Mr Borland noted banks presented the FSB with positive figures about the amount of money going out of the door in lending, and he acknowledged the situation was getting better.
However, he added: "The question is, 'Where is that money going?'. Is it going to people who have been deemed a dead cert, or going to that part of the broader economy where I think our members would say there is still an issue about availability."
The survey from Close Brothers found two-fifths of businesses in Scotland plan to seek funding for growth in the next 12 months.
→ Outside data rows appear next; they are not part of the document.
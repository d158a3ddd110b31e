#![forbid(unsafe_code)]

//! seriesql builds analytics queries over metric time-series as immutable
//! expression trees. Nodes are assembled freely, transformed through pure
//! copy-with setters, and certified with [`Expression::validate`] before a
//! tree is handed to whatever compiles or executes it.
//!
//! ```
//! use seriesql::{Column, Condition, Expression, Formula, Metric, Op, Timeseries};
//!
//! let failures = Timeseries::new(
//!     Metric::from_mri("c:transactions.failures"),
//!     Some("sum".to_owned()),
//! );
//! let total = Timeseries::new(
//!     Metric::from_mri("c:transactions.count"),
//!     Some("sum".to_owned()),
//! );
//!
//! let failure_rate = Formula::new("divide", Some(vec![failures.into(), total.into()]))
//!     .set_filters(Some(vec![
//!         Condition::new(Column::new("environment"), Op::Eq, "production").into(),
//!     ]))
//!     .set_groupby(Some(vec![Column::new("release").into()]));
//!
//! failure_rate.validate()?;
//! # Ok::<(), seriesql::InvalidFormulaError>(())
//! ```

pub use sq_conditions::{
    BooleanCondition, BooleanOp, Condition, ConditionGroup, ConditionNode, ConditionValue,
    InvalidConditionError, Op,
};
pub use sq_expr::{
    AliasedExpression, Column, Expression, GroupKey, InvalidExpressionError,
};
pub use sq_formula::{
    ArithmeticOperator, Formula, FormulaParameter, InvalidArithmeticError, InvalidFormulaError,
};
pub use sq_timeseries::{
    AggregateParam, InvalidMetricError, InvalidTimeseriesError, Metric, Timeseries,
};
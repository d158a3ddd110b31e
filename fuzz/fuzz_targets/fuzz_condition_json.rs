#![no_main]

use libfuzzer_sys::fuzz_target;
use seriesql::{ConditionNode, Expression};

fuzz_target!(|data: &[u8]| {
    if let Ok(node) = serde_json::from_slice::<ConditionNode>(data) {
        let _ = node.validate();
    }
});
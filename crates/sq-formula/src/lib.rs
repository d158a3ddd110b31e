#![forbid(unsafe_code)]

use std::fmt;

use serde::{Deserialize, Serialize};
use sq_conditions::{ConditionGroup, ConditionNode};
use sq_expr::{Expression, GroupKey};
use sq_timeseries::Timeseries;
use thiserror::Error;

#[derive(Debug, Error, Clone, PartialEq, Eq)]
pub enum InvalidFormulaError {
    #[error("formula operator cannot be empty")]
    EmptyOperator,
    #[error("operator '{operator}' is not supported")]
    UnsupportedOperator { operator: String },
}

/// Arithmetic-semantics violations, e.g. an arity check per operator.
/// Declared for downstream layers that post-process formula trees; nothing
/// in this crate constructs it.
#[derive(Debug, Error, Clone, PartialEq, Eq)]
pub enum InvalidArithmeticError {
    #[error("operator '{operator}' expects {expected} parameters but found {found}")]
    ParameterCount {
        operator: String,
        expected: usize,
        found: usize,
    },
}

/// The closed set of supported arithmetic operators. A [`Formula`] stores
/// the canonical lowercase tag, not the enum member; this catalog exists to
/// define the legal set.
#[derive(Debug, Clone, Copy, PartialEq, Eq, Hash, Serialize, Deserialize)]
#[serde(rename_all = "snake_case")]
pub enum ArithmeticOperator {
    Plus,
    Minus,
    Multiply,
    Divide,
}

impl ArithmeticOperator {
    pub const ALL: [Self; 4] = [Self::Plus, Self::Minus, Self::Multiply, Self::Divide];

    #[must_use]
    pub fn as_str(self) -> &'static str {
        match self {
            Self::Plus => "plus",
            Self::Minus => "minus",
            Self::Multiply => "multiply",
            Self::Divide => "divide",
        }
    }

    #[must_use]
    pub fn from_tag(tag: &str) -> Option<Self> {
        Self::ALL.into_iter().find(|op| op.as_str() == tag)
    }
}

impl fmt::Display for ArithmeticOperator {
    fn fmt(&self, f: &mut fmt::Formatter<'_>) -> fmt::Result {
        write!(f, "{}", self.as_str())
    }
}

/// One operand of a formula: a numeric literal, a metric time-series, or a
/// nested formula. Untagged so literals round-trip as bare JSON numbers and
/// node operands as objects; ill-typed operands arriving from the dynamic
/// boundary are rejected during deserialization.
#[derive(Debug, Clone, PartialEq, Serialize, Deserialize)]
#[serde(untagged)]
pub enum FormulaParameter {
    Int(i64),
    Float(f64),
    Series(Timeseries),
    Nested(Formula),
}

impl From<i64> for FormulaParameter {
    fn from(value: i64) -> Self {
        Self::Int(value)
    }
}

impl From<f64> for FormulaParameter {
    fn from(value: f64) -> Self {
        Self::Float(value)
    }
}

impl From<Timeseries> for FormulaParameter {
    fn from(series: Timeseries) -> Self {
        Self::Series(series)
    }
}

impl From<Formula> for FormulaParameter {
    fn from(formula: Formula) -> Self {
        Self::Nested(formula)
    }
}

/// An arithmetic combination of operands under one operator, with optional
/// filter and grouping metadata.
///
/// A formula is assembled field by field without any checking; `validate`
/// certifies the node's own shape on demand and may be called any number of
/// times. Validation is shallow: nested formulas and timeseries vouch for
/// themselves through their own `validate` implementations, and the typed
/// `filters`/`groupby` sequences were vetted when they were built. All
/// transforms are pure: a setter returns a new formula and never touches
/// the receiver, so sharing a formula across threads needs no locking.
#[derive(Debug, Clone, PartialEq, Serialize, Deserialize)]
pub struct Formula {
    operator: String,
    #[serde(default)]
    parameters: Option<Vec<FormulaParameter>>,
    #[serde(default)]
    filters: Option<ConditionGroup>,
    #[serde(default)]
    groupby: Option<Vec<GroupKey>>,
}

impl Formula {
    #[must_use]
    pub fn new(operator: impl Into<String>, parameters: Option<Vec<FormulaParameter>>) -> Self {
        Self {
            operator: operator.into(),
            parameters,
            filters: None,
            groupby: None,
        }
    }

    #[must_use]
    pub fn with_fields(
        operator: impl Into<String>,
        parameters: Option<Vec<FormulaParameter>>,
        filters: Option<ConditionGroup>,
        groupby: Option<Vec<GroupKey>>,
    ) -> Self {
        Self {
            operator: operator.into(),
            parameters,
            filters,
            groupby,
        }
    }

    #[must_use]
    pub fn operator(&self) -> &str {
        &self.operator
    }

    #[must_use]
    pub fn parameters(&self) -> Option<&[FormulaParameter]> {
        self.parameters.as_deref()
    }

    #[must_use]
    pub fn filters(&self) -> Option<&[ConditionNode]> {
        self.filters.as_deref()
    }

    #[must_use]
    pub fn groupby(&self) -> Option<&[GroupKey]> {
        self.groupby.as_deref()
    }

    #[must_use]
    pub fn set_parameters(&self, parameters: Option<Vec<FormulaParameter>>) -> Self {
        Self {
            parameters,
            ..self.clone()
        }
    }

    #[must_use]
    pub fn set_filters(&self, filters: Option<ConditionGroup>) -> Self {
        Self {
            filters,
            ..self.clone()
        }
    }

    #[must_use]
    pub fn set_groupby(&self, groupby: Option<Vec<GroupKey>>) -> Self {
        Self {
            groupby,
            ..self.clone()
        }
    }
}

impl Expression for Formula {
    type Error = InvalidFormulaError;

    /// Checks that the stored operator tag names one of the supported
    /// arithmetic operators. Nested operands are not re-validated here;
    /// each node answers for its own shape.
    fn validate(&self) -> Result<(), InvalidFormulaError> {
        #[cfg(feature = "tracing")]
        tracing::trace!(operator = %self.operator, "validating formula");

        if self.operator.is_empty() {
            return Err(InvalidFormulaError::EmptyOperator);
        }
        if ArithmeticOperator::from_tag(&self.operator).is_none() {
            #[cfg(feature = "tracing")]
            tracing::debug!(operator = %self.operator, "rejecting unsupported operator");
            return Err(InvalidFormulaError::UnsupportedOperator {
                operator: self.operator.clone(),
            });
        }
        Ok(())
    }
}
Touching on the finding that more than half of these firms are worried they would be turned down for bank funding, Mike Randall, chief executive of Close Brothers' asset finance operation, said: "It is encouraging that many firms are planning for growth and seeking investment, but unless they can get access to funding it will be difficult to realise their ambitions."
He added: "Our research found that 11% of firms surveyed in Scotland have been declined access to bank funding over the last six months, so the fears businesses have are not unfounded."
The Bank of England noted the £2.4 billion net fall in lending to non-financial businesses in April was sharper than the average monthly drop of £2 billion over the previous six months.
It followed a £2.5 billion net fall in March.
And it highlighted the fact that the £629 million drop in net lending to small and medium-sized enterprises, outside the financial sector, was greater than the average monthly fall of £400 million over the previous six months. Lending to SMEs had plunged by a net £1.1 billion in March.
Howard Archer, chief UK economist at consultancy IHS Global Insight, said: "The Bank of England reported that net lending to non-financial companies disappointingly not only continued to fall in April but did so at a sharp rate."
He added: "For whatever reason, increased credit availability to firms is not yet translating into rising net lending. The Bank of England's Monetary Policy Committee acknowledged in their May minutes that net bank lending to companies had been weaker than expected, even allowing for some of the weakness being due to some banks reducing their exposure to the commercial real estate sector in order to improve their balance sheets."He noted the Bank's agents had reported that, while demand for credit had increased, "it remained sluggish, especially among small and medium-sized enterprises, as trust in banking relationships remained weak".